As is known to the CAD community, NURBS models have trimming defects between NURBS surfaces, which poses a challenge to the isogeometric analysis as well as the meshing of NURBS models. A novel approach to meshing NURBS models is proposed, which does not rely on the parameterisation of individual trimmed NURBS surfaces. Sharp features are preserved with protecting balls which have sizes adaptive to geometric features. Smooth surface connections are covered with blending balls, inside which the original NURBS surfaces are replaced with implicit surfaces using Duchon's interpolating splines. The meshing process is performed on the entire NURBS model, not individual NURBS surfaces as in conventional mesh generators. The trimming defects between adjacent trimmed NURBS surfaces are automatically repaired in a unified scheme. The output Delaunay mesh is no longer segmented by surface boundary curves.

Key words: Delaunay meshing; Trimmed NURBS; Defect repair.

Automatic CAD model generation for structural optimisation

2019

An automated and topologically robust method was proposed to generate parametric CAD models from voxelised topology optimisation results, pipelining topology design and manufacturing. In conventional topology optimisation, the optimised structure is usually represented as a voxelised model, which cannot be used in manufacturing without converting it to a CAD model beforehand. Instead of a manual conversion process which inevitably changes the original optimisation result, a topologically identical voxel chain is firstly extracted with the skeletionisation algorithm from digital topology. An initial structural skeleton is derived from the voxel chain, and a sequence of size and shape optimisation are applied to the skeleton until it becomes optimal. The optimised skeleton can be readily converted to a CAD model with primitive objects.

Key words: Topology optimisation; Digital topology; Homotopic skeletonisation.
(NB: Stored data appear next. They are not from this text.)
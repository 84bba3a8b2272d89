//! Image decode / JPEG encode on top of the `image` crate.
//!
//! The set of accepted source formats is fixed at compile time: it is the intersection of the
//! `image` features enabled in `Cargo.toml` and [`SourceFormat::REGISTERED`]. Nothing here is
//! mutated after startup.

use image::{DynamicImage, ImageFormat, codecs::jpeg::JpegEncoder, io::Reader as ImageReader};
use serde::Serialize;
use std::io::{Cursor, Write};
use std::num::IntErrorKind;
use thiserror::Error;

/// Source formats the service accepts.
#[derive(Debug, Clone, Copy, PartialEq, Eq, Serialize)]
#[serde(rename_all = "lowercase")]
pub enum SourceFormat {
    Jpeg,
    Png,
    Gif,
    #[serde(rename = "webp")]
    WebP,
}

impl SourceFormat {
    pub const REGISTERED: [SourceFormat; 4] = [SourceFormat::Jpeg, SourceFormat::Png, SourceFormat::Gif, SourceFormat::WebP];

    fn from_image_format(format: ImageFormat) -> Option<Self> {
        match format {
            ImageFormat::Jpeg => Some(SourceFormat::Jpeg),
            ImageFormat::Png => Some(SourceFormat::Png),
            ImageFormat::Gif => Some(SourceFormat::Gif),
            ImageFormat::WebP => Some(SourceFormat::WebP),
            _ => None,
        }
    }

    /// Short lowercase name reported to clients
    pub fn name(self) -> &'static str {
        match self {
            SourceFormat::Jpeg => "jpeg",
            SourceFormat::Png => "png",
            SourceFormat::Gif => "gif",
            SourceFormat::WebP => "webp",
        }
    }
}

impl std::fmt::Display for SourceFormat {
    fn fmt(&self, f: &mut std::fmt::Formatter<'_>) -> std::fmt::Result {
        f.write_str(self.name())
    }
}

/// JPEG quality as requested by the client.
///
/// No upper bound is applied when parsing; the encoder receives at most 100.
#[derive(Debug, Clone, Copy, PartialEq, Eq)]
pub struct Quality(u32);

impl Quality {
    /// Parse a form value, substituting `default` for missing, non-numeric or non-positive input.
    ///
    /// Digit strings too large for an integer saturate instead of falling back.
    pub fn parse_or(raw: Option<&str>, default: u32) -> Self {
        let parsed = match raw.map(str::parse::<i64>) {
            Some(Ok(q)) => q,
            Some(Err(e)) if *e.kind() == IntErrorKind::PosOverflow => i64::MAX,
            _ => return Quality(default),
        };

        if parsed < 1 {
            return Quality(default);
        }
        Quality(u32::try_from(parsed).unwrap_or(u32::MAX))
    }

    pub fn get(self) -> u32 {
        self.0
    }

    fn encoder_value(self) -> u8 {
        self.0.clamp(1, 100) as u8
    }
}

#[derive(Debug, Error)]
pub enum CodecError {
    #[error("image format could not be determined")]
    UnknownFormat,

    #[error("{0:?} images are not accepted")]
    Unregistered(ImageFormat),

    #[error(transparent)]
    Image(#[from] image::ImageError),

    #[error(transparent)]
    Io(#[from] std::io::Error),
}

/// A decoded upload together with the format it was sniffed as.
pub struct Decoded {
    pub image: DynamicImage,
    pub format: SourceFormat,
}

/// Decode `data` by sniffing its magic bytes. No fallback is attempted on failure.
pub fn decode(data: &[u8]) -> Result<Decoded, CodecError> {
    let reader = ImageReader::new(Cursor::new(data)).with_guessed_format()?;
    let image_format = reader.format().ok_or(CodecError::UnknownFormat)?;
    let format = SourceFormat::from_image_format(image_format).ok_or(CodecError::Unregistered(image_format))?;
    let image = reader.decode()?;

    Ok(Decoded { image, format })
}

/// Encode `image` as baseline JPEG into `writer`.
///
/// JPEG has no alpha channel; transparent pixels keep their colour values and lose their alpha.
pub fn encode_jpeg<W: Write>(image: &DynamicImage, quality: Quality, writer: W) -> Result<(), CodecError> {
    let mut encoder = JpegEncoder::new_with_quality(writer, quality.encoder_value());

    if image.color().has_color() {
        encoder.encode_image(&image.to_rgb8())?;
    } else {
        encoder.encode_image(&image.to_luma8())?;
    }

    Ok(())
}
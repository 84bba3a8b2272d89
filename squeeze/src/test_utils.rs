//! Test utilities shared by the handler and codec tests.

use crate::config::Config;
use axum_test::{TestServer, multipart::Part};
use image::{DynamicImage, ImageOutputFormat, RgbImage, codecs::jpeg::JpegEncoder};
use std::io::Cursor;
use std::path::Path;

/// Development config writing artifacts to `output_dir`.
pub fn create_test_config(output_dir: &Path) -> Config {
    Config {
        host: "127.0.0.1".to_string(),
        port: 0,
        output_dir: output_dir.to_path_buf(),
        ..Default::default()
    }
}

pub fn create_test_server(config: Config) -> TestServer {
    crate::Application::new(config)
        .expect("Failed to create application")
        .into_test_server()
}

/// Smooth gradient, so JPEG output size tracks quality predictably
fn gradient(width: u32, height: u32) -> RgbImage {
    RgbImage::from_fn(width, height, |x, y| {
        image::Rgb([
            (x * 255 / width.max(1)) as u8,
            (y * 255 / height.max(1)) as u8,
            ((x + y) * 127 / (width + height).max(1)) as u8,
        ])
    })
}

pub fn sample_png(width: u32, height: u32) -> Vec<u8> {
    let mut out = Cursor::new(Vec::new());
    DynamicImage::ImageRgb8(gradient(width, height))
        .write_to(&mut out, ImageOutputFormat::Png)
        .unwrap();
    out.into_inner()
}

pub fn sample_jpeg(width: u32, height: u32, quality: u8) -> Vec<u8> {
    let mut out = Vec::new();
    JpegEncoder::new_with_quality(&mut out, quality)
        .encode_image(&gradient(width, height))
        .unwrap();
    out
}

/// Multipart file part the compress handler accepts as `image`
pub fn image_part(data: &[u8], file_name: &str) -> Part {
    Part::bytes(data.to_vec())
        .file_name(file_name.to_string())
        .mime_type("application/octet-stream")
}
//! OpenAPI documentation, served as JSON at `/api-docs/openapi.json` and rendered at `/docs`.

use utoipa::OpenApi;

use crate::api;

#[derive(OpenApi)]
#[openapi(
    info(
        title = "Squeeze API",
        description = "Upload an image, get back a JPEG re-encoded at the requested quality together with the size savings."
    ),
    paths(api::handlers::root::welcome, api::handlers::compress::compress_image),
    components(schemas(api::models::compress::CompressResponse)),
    tags(
        (name = "info", description = "Service information"),
        (name = "compress", description = "Image compression"),
    )
)]
pub struct ApiDoc;
//! Common error types

use thiserror::Error;

#[derive(Debug, Error)]
pub enum Error {
    #[error("Configuration error: {0}")]
    Config(String),

    #[error("Logging error: {0}")]
    Logging(String),

    #[error("IO error: {0}")]
    Io(#[from] std::io::Error),
}

pub type Result<T> = std::result::Result<T, Error>;
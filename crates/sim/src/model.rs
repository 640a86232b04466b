//! Simulated USB devices
//!
//! Devices see the bus one transaction at a time, the way a real function
//! does: a SETUP packet, then IN or OUT tokens on an endpoint. The control
//! pipe answers the standard requests enumeration needs. [`SimHub`] adds
//! the hub class requests and a status change endpoint on top.

use common::test_utils::{
    create_hub_configuration, create_hub_device_descriptor, create_keyboard_configuration,
    create_mock_device_descriptor,
};
use protocol::hub::{
    PORT_ENABLE, PORT_POWER, PORT_RESET, PortChange, PortStatus, encode_status_words,
};
use protocol::messages::{
    REQ_CLEAR_FEATURE, REQ_GET_DESCRIPTOR, REQ_GET_STATUS, REQ_SET_ADDRESS,
    REQ_SET_CONFIGURATION, REQ_SET_FEATURE, REQ_SET_INTERFACE, RT_DEVICE_IN, RT_DEVICE_OUT,
    RT_HUB_IN, RT_HUB_OUT, RT_INTERFACE_OUT, RT_PORT_IN, RT_PORT_OUT,
};
use protocol::types::{DESC_CONFIGURATION, DESC_DEVICE, DESC_HUB, DESC_STRING, LANG_EN_US};
use protocol::{
    Configuration, DataPid, DeviceDescriptor, DeviceSpeed, HubDescriptor, SetupPacket,
    encode_string,
};
use std::collections::{HashMap, VecDeque};
use tracing::trace;

/// Device answer to a SETUP or OUT packet
#[derive(Debug, Clone, Copy, PartialEq, Eq)]
pub enum Handshake {
    Ack,
    Nak,
    Stall,
}

/// Device answer to an IN token
#[derive(Debug, Clone, PartialEq, Eq)]
pub enum InResponse {
    Data(Vec<u8>),
    Nak,
    Stall,
}
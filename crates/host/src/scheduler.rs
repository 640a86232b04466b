//! URB queues
//!
//! Control and bulk URBs wait in a plain FIFO. Interrupt and isochronous
//! URBs stay registered in a due-frame ordered map for as long as they are
//! alive; every time one is handed out it is re-registered one polling
//! interval later.

use crate::urb::UrbId;
use std::collections::{BTreeMap, HashMap, VecDeque};

/// Ordering key of a periodic URB: due frame, then registration order
type PeriodicKey = (u64, u64);

#[derive(Debug, Clone, Copy)]
struct PeriodicEntry {
    urb: UrbId,
    interval: u64,
}

#[derive(Debug, Default)]
pub struct Scheduler {
    nonperiodic: VecDeque<UrbId>,
    periodic: BTreeMap<PeriodicKey, PeriodicEntry>,
    keys: HashMap<UrbId, PeriodicKey>,
    sequence: u64,
}

impl Scheduler {
    pub fn new() -> Self {
        Self::default()
    }

    pub fn enqueue_nonperiodic(&mut self, urb: UrbId) {
        self.nonperiodic.push_back(urb);
    }

    /// Register a periodic URB, first due at `due`
    pub fn register_periodic(&mut self, urb: UrbId, due: u64, interval: u16) {
        self.remove_periodic(urb);
        let key = (due, self.sequence);
        self.sequence += 1;
        self.periodic.insert(
            key,
            PeriodicEntry {
                urb,
                interval: interval.max(1) as u64,
            },
        );
        self.keys.insert(urb, key);
    }

    fn remove_periodic(&mut self, urb: UrbId) -> bool {
        match self.keys.remove(&urb) {
            Some(key) => self.periodic.remove(&key).is_some(),
            None => false,
        }
    }

    /// Forget a URB wherever it is queued
    pub fn remove(&mut self, urb: UrbId) -> bool {
        if self.remove_periodic(urb) {
            return true;
        }
        let before = self.nonperiodic.len();
        self.nonperiodic.retain(|id| *id != urb);
        self.nonperiodic.len() != before
    }

    pub fn contains(&self, urb: UrbId) -> bool {
        self.keys.contains_key(&urb) || self.nonperiodic.contains(&urb)
    }

    /// Frame a periodic URB is next due in
    pub fn next_due(&self, urb: UrbId) -> Option<u64> {
        self.keys.get(&urb).map(|(due, _)| *due)
    }

    pub fn nonperiodic_len(&self) -> usize {
        self.nonperiodic.len()
    }

    /// Whether any periodic URB is due by `now` and `runnable`
    pub fn has_due_periodic(&self, now: u64, mut runnable: impl FnMut(UrbId) -> bool) -> bool {
        self.periodic
            .range(..(now + 1, 0))
            .any(|(_, entry)| runnable(entry.urb))
    }

    /// Hand out the earliest due periodic URB that `runnable` accepts and
    /// re-register it at (due + interval)
    pub fn next_periodic(
        &mut self,
        now: u64,
        mut runnable: impl FnMut(UrbId) -> bool,
    ) -> Option<UrbId> {
        let (key, entry) = self
            .periodic
            .range(..(now + 1, 0))
            .find(|(_, entry)| runnable(entry.urb))
            .map(|(key, entry)| (*key, *entry))?;

        self.periodic.remove(&key);
        let next = (key.0 + entry.interval, self.sequence);
        self.sequence += 1;
        self.periodic.insert(next, entry);
        self.keys.insert(entry.urb, next);
        Some(entry.urb)
    }

    /// Hand out the head of the FIFO if `runnable` accepts it. The head is
    /// never skipped, so arrival order is kept.
    pub fn next_nonperiodic(&mut self, runnable: impl FnOnce(UrbId) -> bool) -> Option<UrbId> {
        let head = *self.nonperiodic.front()?;
        if runnable(head) {
            self.nonperiodic.pop_front()
        } else {
            None
        }
    }
}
Implicit matrix representation of curves and surfaces

2018

The need to compute the intersections between a line and a high-order curve or surface arises in many finite element and geometry applications. This can be easy to formulate but hard to solve robustly. A non-iterative method for computing intersections by solving a SVD and an eigenvalue problem was proposed. All intersection points and corresponding parametric coordinates are determined using only standard linear algebra techniques. The technique is far more robust than the widely used Newton-Raphson method or its variants.

A C++ implementation of the method is available at Nitro project.
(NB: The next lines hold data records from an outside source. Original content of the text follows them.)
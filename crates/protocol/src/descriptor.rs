//! Standard USB descriptors
//!
//! Parsing and encoding of the Device, Configuration, Interface, Endpoint and
//! String descriptor layouts from chapter 9 of the USB 2.0 specification.
//! Parsing never reinterprets the byte buffer in place: every field is read
//! explicitly in little-endian order.

use crate::error::{ProtocolError, Result};
use crate::types::{
    DESC_CONFIGURATION, DESC_DEVICE, DESC_ENDPOINT, DESC_INTERFACE, DESC_STRING, Direction,
    TransferKind,
};
use byteorder::{ByteOrder, LittleEndian};
use bytes::BufMut;
use serde::{Deserialize, Serialize};

pub const DEVICE_DESC_LEN: usize = 18;
pub const CONFIGURATION_DESC_LEN: usize = 9;
pub const INTERFACE_DESC_LEN: usize = 9;
pub const ENDPOINT_DESC_LEN: usize = 7;

/// Offset of bMaxPacketSize0 inside the device descriptor
const MAX_PACKET0_OFFSET: usize = 7;

fn require(bytes: &[u8], needed: usize) -> Result<()> {
    if bytes.len() < needed {
        return Err(ProtocolError::Truncated {
            needed,
            available: bytes.len(),
        });
    }
    Ok(())
}

fn expect_type(bytes: &[u8], expected: u8) -> Result<()> {
    if bytes[1] != expected {
        return Err(ProtocolError::UnexpectedType {
            expected,
            found: bytes[1],
        });
    }
    Ok(())
}

/// Standard device descriptor
#[derive(Debug, Clone, PartialEq, Eq, Serialize, Deserialize)]
pub struct DeviceDescriptor {
    pub usb_version: u16,
    pub class: u8,
    pub subclass: u8,
    pub protocol: u8,
    pub max_packet_size0: u8,
    pub vendor_id: u16,
    pub product_id: u16,
    pub device_version: u16,
    pub manufacturer_index: u8,
    pub product_index: u8,
    pub serial_index: u8,
    pub num_configurations: u8,
}

impl DeviceDescriptor {
    pub fn parse(bytes: &[u8]) -> Result<Self> {
        require(bytes, DEVICE_DESC_LEN)?;
        expect_type(bytes, DESC_DEVICE)?;
        Ok(Self {
            usb_version: LittleEndian::read_u16(&bytes[2..4]),
            class: bytes[4],
            subclass: bytes[5],
            protocol: bytes[6],
            max_packet_size0: bytes[7],
            vendor_id: LittleEndian::read_u16(&bytes[8..10]),
            product_id: LittleEndian::read_u16(&bytes[10..12]),
            device_version: LittleEndian::read_u16(&bytes[12..14]),
            manufacturer_index: bytes[14],
            product_index: bytes[15],
            serial_index: bytes[16],
            num_configurations: bytes[17],
        })
    }

    /// Read bMaxPacketSize0 from the first 8 bytes of a device descriptor
    ///
    /// This is all the host can rely on before it knows the real packet size
    /// of the default endpoint.
    pub fn parse_max_packet_size0(bytes: &[u8]) -> Result<u8> {
        require(bytes, MAX_PACKET0_OFFSET + 1)?;
        expect_type(bytes, DESC_DEVICE)?;
        Ok(bytes[MAX_PACKET0_OFFSET])
    }

    pub fn to_bytes(&self) -> Vec<u8> {
        let mut buf = Vec::with_capacity(DEVICE_DESC_LEN);
        buf.put_u8(DEVICE_DESC_LEN as u8);
        buf.put_u8(DESC_DEVICE);
        buf.put_u16_le(self.usb_version);
        buf.put_u8(self.class);
        buf.put_u8(self.subclass);
        buf.put_u8(self.protocol);
        buf.put_u8(self.max_packet_size0);
        buf.put_u16_le(self.vendor_id);
        buf.put_u16_le(self.product_id);
        buf.put_u16_le(self.device_version);
        buf.put_u8(self.manufacturer_index);
        buf.put_u8(self.product_index);
        buf.put_u8(self.serial_index);
        buf.put_u8(self.num_configurations);
        buf
    }
}

/// Configuration descriptor header
#[derive(Debug, Clone, PartialEq, Eq, Serialize, Deserialize)]
pub struct ConfigurationDescriptor {
    /// wTotalLength: size of the configuration including all sub-descriptors
    pub total_length: u16,
    pub num_interfaces: u8,
    pub value: u8,
    pub string_index: u8,
    pub attributes: u8,
    /// bMaxPower in 2mA units
    pub max_power: u8,
}

impl ConfigurationDescriptor {
    pub fn parse(bytes: &[u8]) -> Result<Self> {
        require(bytes, CONFIGURATION_DESC_LEN)?;
        expect_type(bytes, DESC_CONFIGURATION)?;
        Ok(Self {
            total_length: LittleEndian::read_u16(&bytes[2..4]),
            num_interfaces: bytes[4],
            value: bytes[5],
            string_index: bytes[6],
            attributes: bytes[7],
            max_power: bytes[8],
        })
    }

    pub fn encode(&self, buf: &mut Vec<u8>) {
        buf.put_u8(CONFIGURATION_DESC_LEN as u8);
        buf.put_u8(DESC_CONFIGURATION);
        buf.put_u16_le(self.total_length);
        buf.put_u8(self.num_interfaces);
        buf.put_u8(self.value);
        buf.put_u8(self.string_index);
        buf.put_u8(self.attributes);
        buf.put_u8(self.max_power);
    }
}

/// Interface descriptor (one per alternate setting)
#[derive(Debug, Clone, PartialEq, Eq, Serialize, Deserialize)]
pub struct InterfaceDescriptor {
    pub number: u8,
    pub alternate_setting: u8,
    pub num_endpoints: u8,
    pub class: u8,
    pub subclass: u8,
    pub protocol: u8,
    pub string_index: u8,
}

impl InterfaceDescriptor {
    pub fn parse(bytes: &[u8]) -> Result<Self> {
        require(bytes, INTERFACE_DESC_LEN)?;
        expect_type(bytes, DESC_INTERFACE)?;
        Ok(Self {
            number: bytes[2],
            alternate_setting: bytes[3],
            num_endpoints: bytes[4],
            class: bytes[5],
            subclass: bytes[6],
            protocol: bytes[7],
            string_index: bytes[8],
        })
    }

    pub fn encode(&self, buf: &mut Vec<u8>) {
        buf.put_u8(INTERFACE_DESC_LEN as u8);
        buf.put_u8(DESC_INTERFACE);
        buf.put_u8(self.number);
        buf.put_u8(self.alternate_setting);
        buf.put_u8(self.num_endpoints);
        buf.put_u8(self.class);
        buf.put_u8(self.subclass);
        buf.put_u8(self.protocol);
        buf.put_u8(self.string_index);
    }
}

/// Endpoint descriptor
#[derive(Debug, Clone, Copy, PartialEq, Eq, Serialize, Deserialize)]
pub struct EndpointDescriptor {
    /// bEndpointAddress, direction in bit 7
    pub address: u8,
    pub attributes: u8,
    pub max_packet_size: u16,
    /// bInterval, in frames for full/low-speed interrupt endpoints
    pub interval: u8,
}

impl EndpointDescriptor {
    pub fn parse(bytes: &[u8]) -> Result<Self> {
        require(bytes, ENDPOINT_DESC_LEN)?;
        expect_type(bytes, DESC_ENDPOINT)?;
        Ok(Self {
            address: bytes[2],
            attributes: bytes[3],
            max_packet_size: LittleEndian::read_u16(&bytes[4..6]) & 0x07ff,
            interval: bytes[6],
        })
    }

    pub fn encode(&self, buf: &mut Vec<u8>) {
        buf.put_u8(ENDPOINT_DESC_LEN as u8);
        buf.put_u8(DESC_ENDPOINT);
        buf.put_u8(self.address);
        buf.put_u8(self.attributes);
        buf.put_u16_le(self.max_packet_size);
        buf.put_u8(self.interval);
    }

    pub fn number(&self) -> u8 {
        self.address & 0x0f
    }

    pub fn direction(&self) -> Direction {
        Direction::from_bit7(self.address)
    }

    pub fn kind(&self) -> TransferKind {
        TransferKind::from_attributes(self.attributes)
    }
}

/// Decode a string descriptor into a Rust string
pub fn decode_string(bytes: &[u8]) -> Result<String> {
    require(bytes, 2)?;
    expect_type(bytes, DESC_STRING)?;
    let declared = bytes[0] as usize;
    if declared < 2 {
        return Err(ProtocolError::InvalidLength {
            length: bytes[0],
            offset: 0,
        });
    }
    // Devices sometimes return fewer bytes than bLength claims.
    let end = declared.min(bytes.len()) & !1;
    let units: Vec<u16> = bytes[2..end.max(2)]
        .chunks_exact(2)
        .map(LittleEndian::read_u16)
        .collect();
    String::from_utf16(&units).map_err(|_| ProtocolError::InvalidString)
}

/// Encode a Rust string as a string descriptor
pub fn encode_string(text: &str) -> Vec<u8> {
    let units: Vec<u16> = text.encode_utf16().collect();
    let length = (2 + units.len() * 2).min(u8::MAX as usize & !1);
    let mut buf = Vec::with_capacity(length);
    buf.put_u8(length as u8);
    buf.put_u8(DESC_STRING);
    for unit in units.iter().take((length - 2) / 2) {
        buf.put_u16_le(*unit);
    }
    buf
}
Key words: Implicitisation; Algebraic geometry; Higher-order finite elements.

Infill topology and shape optimisaiton of lattice-skin structures

2018

A novel gradient-based approach to optimising both the shape and the lattice infill of lattice-skin structures was proposed. The gradients are computed by fully considering the lattice-skin coupling, while the lattice topology and shape optimisation problems are solved in a sequential manner. A penalisation method akin to the SIMP method was proposed for the lattice topology optimisation. A sensitivity filter and a lattice extraction technique was introduced to ensure the stability of the topology optimisation process and to eliminate scattered struts of small cross-sectional areas. The developed topology optimisation technique is suitable for non-periodic and non-uniform lattices. For shape optimisation of both the shell and the lattice, the lattice-skin geometry is parameterised using the free-form deformation technique.

Key words: Infill optimisation; Shape optimisation; Free-form deformation.
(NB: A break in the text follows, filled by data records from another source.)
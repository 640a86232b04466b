//! Address-0 activation slot and the address pool
//!
//! Only one device on the whole bus may answer at address 0. A port takes
//! the slot before it starts a reset, hands it to the device it creates,
//! and the device gives it back once SET_ADDRESS completes. Everybody else
//! waits in arrival order.

use crate::device::DeviceId;
use std::collections::VecDeque;

/// Who asked for the activation slot
#[derive(Debug, Clone, Copy, PartialEq, Eq, Hash)]
pub enum ActivationRequester {
    RootPort,
    HubPort { hub: DeviceId, port: u8 },
    Device(DeviceId),
}

#[derive(Debug, Default)]
pub struct Activation {
    holder: Option<ActivationRequester>,
    /// Granted to the head waiter but not yet taken
    reserved: Option<ActivationRequester>,
    waiting: VecDeque<ActivationRequester>,
}

impl Activation {
    pub fn new() -> Self {
        Self::default()
    }

    pub fn holder(&self) -> Option<ActivationRequester> {
        self.holder
    }

    pub fn is_held_by(&self, requester: ActivationRequester) -> bool {
        self.holder == Some(requester)
    }

    /// Take the slot if it is free for `requester`; otherwise join the
    /// queue (once) and return false
    pub fn try_acquire(&mut self, requester: ActivationRequester) -> bool {
        if self.holder == Some(requester) {
            return true;
        }
        let free = self.holder.is_none()
            && self.reserved.is_none_or(|reserved| reserved == requester);
        if free {
            self.holder = Some(requester);
            self.reserved = None;
            self.waiting.retain(|w| *w != requester);
            return true;
        }
        if !self.waiting.contains(&requester) {
            self.waiting.push_back(requester);
        }
        false
    }

    /// Move the slot from the port that reset a device to the device itself
    pub fn hand_over(&mut self, from: ActivationRequester, device: DeviceId) -> bool {
        if self.holder == Some(from) {
            self.holder = Some(ActivationRequester::Device(device));
            true
        } else {
            false
        }
    }

    /// Give the slot back. Returns the waiter it is now reserved for, which
    /// the caller has to wake.
    pub fn release(&mut self, requester: ActivationRequester) -> Option<ActivationRequester> {
        if self.holder != Some(requester) {
            return None;
        }
        self.holder = None;
        self.grant_next()
    }

    /// Drop every trace of `requester`: queued, reserved or holding
    pub fn cancel(&mut self, requester: ActivationRequester) -> Option<ActivationRequester> {
        self.waiting.retain(|w| *w != requester);
        if self.holder == Some(requester) {
            return self.release(requester);
        }
        if self.reserved == Some(requester) {
            self.reserved = None;
            return self.grant_next();
        }
        None
    }

    fn grant_next(&mut self) -> Option<ActivationRequester> {
        let next = self.waiting.pop_front()?;
        self.reserved = Some(next);
        Some(next)
    }

    pub fn waiting(&self) -> impl Iterator<Item = &ActivationRequester> {
        self.waiting.iter()
    }
}

/// Highest assignable device address
pub const MAX_ADDRESS: u8 = 127;

/// Device addresses 1..=127, lowest free first
#[derive(Debug, Clone)]
pub struct AddressPool {
    used: u128,
}

impl Default for AddressPool {
    fn default() -> Self {
        // Address 0 is never handed out
        Self { used: 1 }
    }
}

impl AddressPool {
    pub fn new() -> Self {
        Self::default()
    }

    pub fn allocate(&mut self) -> Option<u8> {
        let free = (!self.used).trailing_zeros();
        if free > MAX_ADDRESS as u32 {
            return None;
        }
        self.used |= 1 << free;
        Some(free as u8)
    }

    pub fn release(&mut self, address: u8) {
        if address != 0 && address <= MAX_ADDRESS {
            self.used &= !(1u128 << address);
        }
    }

    pub fn in_use(&self) -> u32 {
        self.used.count_ones() - 1
    }
}

#[cfg(test)]
mod tests {
    use super::*;

    const A: ActivationRequester = ActivationRequester::RootPort;
    const B: ActivationRequester = ActivationRequester::HubPort {
        hub: DeviceId(1),
        port: 2,
    };
    const C: ActivationRequester = ActivationRequester::HubPort {
        hub: DeviceId(1),
        port: 3,
    };

    #[test]
    fn test_single_holder() {
        let mut slot = Activation::new();
        assert!(slot.try_acquire(A));
        assert!(!slot.try_acquire(B));
        assert!(!slot.try_acquire(B));
        assert_eq!(slot.waiting().count(), 1);
        assert!(slot.is_held_by(A));
    }

    #[test]
    fn test_release_reserves_for_next_waiter() {
        let mut slot = Activation::new();
        assert!(slot.try_acquire(A));
        assert!(!slot.try_acquire(B));
        assert!(!slot.try_acquire(C));

        assert_eq!(slot.release(A), Some(B));
        // C may not jump ahead of the reserved waiter
        assert!(!slot.try_acquire(C));
        assert!(slot.try_acquire(B));
        assert_eq!(slot.release(B), Some(C));
    }

    #[test]
    fn test_hand_over_to_device() {
        let mut slot = Activation::new();
        assert!(slot.try_acquire(B));
        assert!(slot.hand_over(B, DeviceId(9)));
        assert!(slot.is_held_by(ActivationRequester::Device(DeviceId(9))));
        assert_eq!(slot.release(B), None);
        assert_eq!(slot.release(ActivationRequester::Device(DeviceId(9))), None);
        assert_eq!(slot.holder(), None);
    }

    #[test]
    fn test_cancel_reserved_passes_slot_on() {
        let mut slot = Activation::new();
        assert!(slot.try_acquire(A));
        slot.try_acquire(B);
        slot.try_acquire(C);
        assert_eq!(slot.release(A), Some(B));
        assert_eq!(slot.cancel(B), Some(C));
        assert!(slot.try_acquire(C));
    }

    #[test]
    fn test_address_pool_lowest_first() {
        let mut pool = AddressPool::new();
        assert_eq!(pool.allocate(), Some(1));
        assert_eq!(pool.allocate(), Some(2));
        assert_eq!(pool.allocate(), Some(3));
        pool.release(2);
        assert_eq!(pool.allocate(), Some(2));
        assert_eq!(pool.in_use(), 3);
    }

    #[test]
    fn test_address_pool_exhaustion() {
        let mut pool = AddressPool::new();
        for expected in 1..=MAX_ADDRESS {
            assert_eq!(pool.allocate(), Some(expected));
        }
        assert_eq!(pool.allocate(), None);
        pool.release(64);
        assert_eq!(pool.allocate(), Some(64));
    }
}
Spline surface interrogation and isogeometric analysis of lattice-skin structures

2014 - 2018

A novel approach for the structural analysis of lattice-skin structures was proposed. The skin is a spline surface that is usually created in a CAD system, and the infill lattice is generated automatically by interrogating the skin surface. The surface interrogation is applied on the exact geometry of the skin, which is also used in the structural analysis, avoiding the inaccurate geometric representation in the analysis. The lattice is modelled as a truss and the skin as a Kirchhoff-Love thin-shell. The two types of structures are coupled with a standard Lagrange multiplier approach.

Key words: Isogeometric analysis; Surface interrogation; Subdivision surfaces.